Goal of the exercise:
Each line in the entries below that holds the word "example" belongs in the answer.

Data to use:
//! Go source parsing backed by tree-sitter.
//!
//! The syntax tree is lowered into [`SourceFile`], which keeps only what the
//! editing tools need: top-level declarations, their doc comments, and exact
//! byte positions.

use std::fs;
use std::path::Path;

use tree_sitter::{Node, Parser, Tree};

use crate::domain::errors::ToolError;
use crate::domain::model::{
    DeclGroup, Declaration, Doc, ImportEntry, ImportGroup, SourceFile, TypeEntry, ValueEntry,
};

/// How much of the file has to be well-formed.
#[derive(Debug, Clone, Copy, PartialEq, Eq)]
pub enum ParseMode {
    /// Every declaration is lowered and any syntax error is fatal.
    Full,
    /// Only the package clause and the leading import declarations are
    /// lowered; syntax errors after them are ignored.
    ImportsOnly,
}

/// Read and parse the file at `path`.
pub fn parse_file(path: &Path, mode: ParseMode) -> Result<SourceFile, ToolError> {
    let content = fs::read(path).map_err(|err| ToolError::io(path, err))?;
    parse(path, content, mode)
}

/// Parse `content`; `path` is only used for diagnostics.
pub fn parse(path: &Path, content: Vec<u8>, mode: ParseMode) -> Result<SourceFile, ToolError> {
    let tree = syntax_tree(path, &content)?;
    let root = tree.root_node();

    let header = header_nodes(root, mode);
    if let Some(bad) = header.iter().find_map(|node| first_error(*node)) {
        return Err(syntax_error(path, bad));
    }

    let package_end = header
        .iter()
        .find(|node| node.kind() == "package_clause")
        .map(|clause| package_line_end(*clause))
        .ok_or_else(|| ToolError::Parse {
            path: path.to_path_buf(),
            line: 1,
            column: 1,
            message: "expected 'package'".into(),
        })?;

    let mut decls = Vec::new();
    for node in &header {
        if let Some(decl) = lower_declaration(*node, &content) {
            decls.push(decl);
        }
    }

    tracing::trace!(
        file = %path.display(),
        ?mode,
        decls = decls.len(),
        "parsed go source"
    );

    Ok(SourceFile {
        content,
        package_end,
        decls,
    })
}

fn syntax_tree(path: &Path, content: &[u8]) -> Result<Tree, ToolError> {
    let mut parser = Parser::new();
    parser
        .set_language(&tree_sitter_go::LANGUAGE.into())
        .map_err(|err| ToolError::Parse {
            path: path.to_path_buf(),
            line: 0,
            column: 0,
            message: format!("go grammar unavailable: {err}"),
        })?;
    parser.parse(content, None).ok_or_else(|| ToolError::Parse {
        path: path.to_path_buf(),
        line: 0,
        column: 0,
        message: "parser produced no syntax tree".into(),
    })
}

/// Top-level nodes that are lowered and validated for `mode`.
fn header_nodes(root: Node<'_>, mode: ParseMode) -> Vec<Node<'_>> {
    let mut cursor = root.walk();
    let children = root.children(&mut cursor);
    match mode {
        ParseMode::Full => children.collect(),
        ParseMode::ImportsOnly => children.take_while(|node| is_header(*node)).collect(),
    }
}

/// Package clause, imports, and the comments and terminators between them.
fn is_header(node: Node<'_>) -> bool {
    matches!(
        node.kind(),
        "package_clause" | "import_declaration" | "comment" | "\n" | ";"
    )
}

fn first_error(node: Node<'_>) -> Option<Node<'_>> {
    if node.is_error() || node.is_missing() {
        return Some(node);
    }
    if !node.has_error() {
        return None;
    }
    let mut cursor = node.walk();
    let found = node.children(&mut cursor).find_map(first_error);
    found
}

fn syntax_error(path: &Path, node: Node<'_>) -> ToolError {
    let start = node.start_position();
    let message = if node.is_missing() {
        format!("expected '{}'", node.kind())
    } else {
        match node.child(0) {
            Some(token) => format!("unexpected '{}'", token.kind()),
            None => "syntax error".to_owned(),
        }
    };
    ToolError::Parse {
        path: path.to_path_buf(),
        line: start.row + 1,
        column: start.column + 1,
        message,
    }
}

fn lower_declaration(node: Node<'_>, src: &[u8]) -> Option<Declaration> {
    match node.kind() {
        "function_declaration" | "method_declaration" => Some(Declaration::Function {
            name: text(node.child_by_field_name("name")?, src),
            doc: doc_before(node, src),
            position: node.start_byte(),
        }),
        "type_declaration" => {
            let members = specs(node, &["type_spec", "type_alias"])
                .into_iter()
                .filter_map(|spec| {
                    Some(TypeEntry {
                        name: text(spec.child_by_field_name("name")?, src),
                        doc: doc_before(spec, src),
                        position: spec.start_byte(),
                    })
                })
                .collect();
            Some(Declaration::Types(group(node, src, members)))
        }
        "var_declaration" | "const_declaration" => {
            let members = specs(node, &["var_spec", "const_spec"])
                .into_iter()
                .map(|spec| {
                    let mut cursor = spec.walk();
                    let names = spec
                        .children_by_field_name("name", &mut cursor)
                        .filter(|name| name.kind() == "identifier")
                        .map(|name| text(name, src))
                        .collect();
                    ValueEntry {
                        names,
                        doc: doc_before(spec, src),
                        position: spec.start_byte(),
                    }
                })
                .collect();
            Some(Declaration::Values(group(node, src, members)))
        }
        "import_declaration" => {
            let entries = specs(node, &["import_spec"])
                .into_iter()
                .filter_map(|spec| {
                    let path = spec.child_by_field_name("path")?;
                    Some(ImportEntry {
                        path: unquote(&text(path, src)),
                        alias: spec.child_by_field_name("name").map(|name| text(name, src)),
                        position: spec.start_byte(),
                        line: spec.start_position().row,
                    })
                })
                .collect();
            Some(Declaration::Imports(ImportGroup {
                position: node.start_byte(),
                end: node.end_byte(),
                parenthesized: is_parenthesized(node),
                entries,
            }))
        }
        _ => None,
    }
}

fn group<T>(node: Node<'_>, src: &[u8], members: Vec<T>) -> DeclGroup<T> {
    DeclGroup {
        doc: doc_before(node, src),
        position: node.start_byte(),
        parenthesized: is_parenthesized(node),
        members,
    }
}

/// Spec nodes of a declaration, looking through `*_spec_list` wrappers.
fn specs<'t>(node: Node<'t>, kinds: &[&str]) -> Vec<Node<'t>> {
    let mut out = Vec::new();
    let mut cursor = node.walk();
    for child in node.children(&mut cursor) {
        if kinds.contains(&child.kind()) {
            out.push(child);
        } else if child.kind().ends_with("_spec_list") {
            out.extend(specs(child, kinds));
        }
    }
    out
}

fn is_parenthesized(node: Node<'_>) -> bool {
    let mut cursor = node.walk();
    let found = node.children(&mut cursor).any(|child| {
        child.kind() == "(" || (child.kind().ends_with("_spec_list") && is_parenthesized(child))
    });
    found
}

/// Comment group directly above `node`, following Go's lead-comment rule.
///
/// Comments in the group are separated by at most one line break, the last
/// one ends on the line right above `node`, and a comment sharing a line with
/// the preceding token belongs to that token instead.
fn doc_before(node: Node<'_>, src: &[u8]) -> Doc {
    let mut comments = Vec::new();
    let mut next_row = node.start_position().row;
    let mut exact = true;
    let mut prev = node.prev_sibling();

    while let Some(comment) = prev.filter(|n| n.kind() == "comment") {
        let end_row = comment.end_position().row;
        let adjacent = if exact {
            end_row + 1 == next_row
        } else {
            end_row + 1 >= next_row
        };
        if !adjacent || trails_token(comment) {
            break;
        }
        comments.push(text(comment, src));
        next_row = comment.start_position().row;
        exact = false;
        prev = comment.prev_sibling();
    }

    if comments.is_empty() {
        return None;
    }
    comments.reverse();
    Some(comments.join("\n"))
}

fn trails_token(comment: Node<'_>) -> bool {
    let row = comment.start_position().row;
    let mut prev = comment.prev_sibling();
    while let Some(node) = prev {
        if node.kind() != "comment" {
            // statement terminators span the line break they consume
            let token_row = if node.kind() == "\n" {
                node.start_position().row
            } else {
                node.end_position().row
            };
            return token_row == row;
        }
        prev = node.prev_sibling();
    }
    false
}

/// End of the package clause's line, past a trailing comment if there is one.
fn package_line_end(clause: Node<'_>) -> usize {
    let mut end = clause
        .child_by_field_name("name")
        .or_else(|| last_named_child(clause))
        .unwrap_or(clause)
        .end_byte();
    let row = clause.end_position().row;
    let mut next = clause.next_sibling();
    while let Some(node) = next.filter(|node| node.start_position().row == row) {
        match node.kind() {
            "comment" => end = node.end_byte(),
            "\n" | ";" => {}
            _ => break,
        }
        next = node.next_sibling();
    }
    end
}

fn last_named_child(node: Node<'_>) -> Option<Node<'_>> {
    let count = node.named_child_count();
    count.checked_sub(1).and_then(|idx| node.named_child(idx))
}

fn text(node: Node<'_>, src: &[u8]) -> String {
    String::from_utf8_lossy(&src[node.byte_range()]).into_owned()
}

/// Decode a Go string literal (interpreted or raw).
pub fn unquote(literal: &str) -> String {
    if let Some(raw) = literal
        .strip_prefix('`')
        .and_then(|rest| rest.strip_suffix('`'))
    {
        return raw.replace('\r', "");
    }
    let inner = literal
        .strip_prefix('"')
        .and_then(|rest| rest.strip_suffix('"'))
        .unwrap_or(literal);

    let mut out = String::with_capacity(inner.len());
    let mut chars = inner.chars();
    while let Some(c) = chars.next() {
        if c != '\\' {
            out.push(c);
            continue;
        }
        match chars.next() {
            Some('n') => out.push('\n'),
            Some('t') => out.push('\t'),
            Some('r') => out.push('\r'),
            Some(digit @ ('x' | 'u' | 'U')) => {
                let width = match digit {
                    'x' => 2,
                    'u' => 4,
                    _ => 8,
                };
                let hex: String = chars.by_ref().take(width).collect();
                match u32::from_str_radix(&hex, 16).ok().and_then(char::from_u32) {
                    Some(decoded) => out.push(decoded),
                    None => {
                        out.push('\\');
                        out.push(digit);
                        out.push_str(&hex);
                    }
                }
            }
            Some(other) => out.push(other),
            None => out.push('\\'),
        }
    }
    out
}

---

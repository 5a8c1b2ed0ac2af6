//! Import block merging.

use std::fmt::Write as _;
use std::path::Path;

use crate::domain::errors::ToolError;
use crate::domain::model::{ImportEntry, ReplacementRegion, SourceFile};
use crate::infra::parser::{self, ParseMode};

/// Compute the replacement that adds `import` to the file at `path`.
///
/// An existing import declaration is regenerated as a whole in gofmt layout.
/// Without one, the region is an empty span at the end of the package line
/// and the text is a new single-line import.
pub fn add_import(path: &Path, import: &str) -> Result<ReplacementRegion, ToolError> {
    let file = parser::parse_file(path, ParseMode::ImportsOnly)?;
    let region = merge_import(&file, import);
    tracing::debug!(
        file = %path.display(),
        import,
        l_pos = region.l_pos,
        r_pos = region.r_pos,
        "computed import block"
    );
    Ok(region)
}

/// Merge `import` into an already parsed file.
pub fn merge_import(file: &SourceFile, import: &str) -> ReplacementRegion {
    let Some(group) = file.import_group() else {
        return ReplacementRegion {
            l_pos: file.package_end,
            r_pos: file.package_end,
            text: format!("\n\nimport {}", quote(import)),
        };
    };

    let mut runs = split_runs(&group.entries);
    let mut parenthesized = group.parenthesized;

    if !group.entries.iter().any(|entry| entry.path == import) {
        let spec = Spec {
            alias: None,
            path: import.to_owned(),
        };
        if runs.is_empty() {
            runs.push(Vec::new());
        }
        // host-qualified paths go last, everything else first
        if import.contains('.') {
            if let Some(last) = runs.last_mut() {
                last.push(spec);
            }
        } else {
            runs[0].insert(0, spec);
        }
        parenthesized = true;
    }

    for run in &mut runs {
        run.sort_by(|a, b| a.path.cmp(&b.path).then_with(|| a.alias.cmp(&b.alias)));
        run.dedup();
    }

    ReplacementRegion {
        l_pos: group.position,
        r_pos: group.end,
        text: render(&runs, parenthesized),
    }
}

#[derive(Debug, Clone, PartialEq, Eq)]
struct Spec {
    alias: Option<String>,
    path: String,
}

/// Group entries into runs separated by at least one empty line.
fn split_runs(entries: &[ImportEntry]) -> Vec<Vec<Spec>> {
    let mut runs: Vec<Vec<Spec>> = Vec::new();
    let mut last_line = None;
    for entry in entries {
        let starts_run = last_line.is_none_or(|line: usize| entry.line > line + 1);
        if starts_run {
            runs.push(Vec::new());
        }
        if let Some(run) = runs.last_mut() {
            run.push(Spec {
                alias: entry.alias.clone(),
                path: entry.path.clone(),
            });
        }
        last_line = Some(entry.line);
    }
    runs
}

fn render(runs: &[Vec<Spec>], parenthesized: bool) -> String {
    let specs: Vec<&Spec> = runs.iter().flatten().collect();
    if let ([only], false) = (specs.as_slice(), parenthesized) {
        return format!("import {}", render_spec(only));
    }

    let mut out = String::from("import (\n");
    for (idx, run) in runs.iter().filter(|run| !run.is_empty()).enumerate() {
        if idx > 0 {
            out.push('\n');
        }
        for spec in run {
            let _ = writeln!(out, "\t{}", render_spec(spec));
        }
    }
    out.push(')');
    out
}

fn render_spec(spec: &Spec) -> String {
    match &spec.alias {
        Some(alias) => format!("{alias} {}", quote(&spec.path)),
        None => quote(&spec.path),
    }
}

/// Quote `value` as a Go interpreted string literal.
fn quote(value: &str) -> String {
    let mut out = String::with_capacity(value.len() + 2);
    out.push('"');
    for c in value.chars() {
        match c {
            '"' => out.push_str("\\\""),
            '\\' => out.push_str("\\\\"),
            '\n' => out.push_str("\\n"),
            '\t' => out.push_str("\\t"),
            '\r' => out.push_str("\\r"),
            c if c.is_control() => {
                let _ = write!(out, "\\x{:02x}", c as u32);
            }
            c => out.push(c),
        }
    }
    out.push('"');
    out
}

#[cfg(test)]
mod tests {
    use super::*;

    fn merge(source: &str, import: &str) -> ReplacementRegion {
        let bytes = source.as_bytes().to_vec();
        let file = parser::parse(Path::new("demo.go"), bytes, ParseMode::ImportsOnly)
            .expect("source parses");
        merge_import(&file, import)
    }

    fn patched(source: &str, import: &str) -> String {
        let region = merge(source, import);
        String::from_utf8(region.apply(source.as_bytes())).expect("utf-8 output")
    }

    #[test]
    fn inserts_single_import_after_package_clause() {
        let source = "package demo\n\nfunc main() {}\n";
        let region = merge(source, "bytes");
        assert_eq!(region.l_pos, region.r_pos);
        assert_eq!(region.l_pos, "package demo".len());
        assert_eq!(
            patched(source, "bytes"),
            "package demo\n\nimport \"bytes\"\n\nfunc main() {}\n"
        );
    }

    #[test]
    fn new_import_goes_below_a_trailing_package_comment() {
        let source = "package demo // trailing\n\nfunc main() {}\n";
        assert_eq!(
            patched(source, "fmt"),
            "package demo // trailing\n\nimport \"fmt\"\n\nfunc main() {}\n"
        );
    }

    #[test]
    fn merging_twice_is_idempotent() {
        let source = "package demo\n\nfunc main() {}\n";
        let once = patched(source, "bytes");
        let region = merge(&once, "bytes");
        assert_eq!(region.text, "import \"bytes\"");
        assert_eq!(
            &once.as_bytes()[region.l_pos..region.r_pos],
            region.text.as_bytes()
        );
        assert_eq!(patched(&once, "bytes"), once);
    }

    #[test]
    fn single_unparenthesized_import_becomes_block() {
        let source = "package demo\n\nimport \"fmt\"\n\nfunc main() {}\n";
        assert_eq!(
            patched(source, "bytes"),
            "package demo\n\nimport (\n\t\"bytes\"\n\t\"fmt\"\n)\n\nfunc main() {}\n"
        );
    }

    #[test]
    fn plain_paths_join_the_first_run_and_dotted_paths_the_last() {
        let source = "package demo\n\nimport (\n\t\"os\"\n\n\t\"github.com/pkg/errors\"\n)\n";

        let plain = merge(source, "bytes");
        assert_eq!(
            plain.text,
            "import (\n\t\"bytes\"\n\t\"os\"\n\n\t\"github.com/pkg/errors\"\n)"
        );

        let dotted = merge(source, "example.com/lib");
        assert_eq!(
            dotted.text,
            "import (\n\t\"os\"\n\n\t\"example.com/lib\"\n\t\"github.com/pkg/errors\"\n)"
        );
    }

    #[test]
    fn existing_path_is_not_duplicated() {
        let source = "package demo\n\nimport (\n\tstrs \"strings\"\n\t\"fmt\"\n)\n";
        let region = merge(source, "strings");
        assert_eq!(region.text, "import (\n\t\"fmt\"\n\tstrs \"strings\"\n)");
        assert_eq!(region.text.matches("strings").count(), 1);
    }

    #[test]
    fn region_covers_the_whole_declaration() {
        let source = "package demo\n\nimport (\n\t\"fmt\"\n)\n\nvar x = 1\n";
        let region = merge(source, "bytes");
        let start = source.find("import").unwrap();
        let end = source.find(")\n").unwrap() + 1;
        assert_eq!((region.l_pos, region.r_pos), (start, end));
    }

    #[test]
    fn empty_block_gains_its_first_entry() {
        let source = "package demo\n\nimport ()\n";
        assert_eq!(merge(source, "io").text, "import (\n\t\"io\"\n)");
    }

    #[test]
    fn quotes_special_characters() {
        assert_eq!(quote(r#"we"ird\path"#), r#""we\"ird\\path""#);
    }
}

Completed task:
        let dotted = merge(source, "example.com/lib");
            "import (\n\t\"os\"\n\n\t\"example.com/lib\"\n\t\"github.com/pkg/errors\"\n)"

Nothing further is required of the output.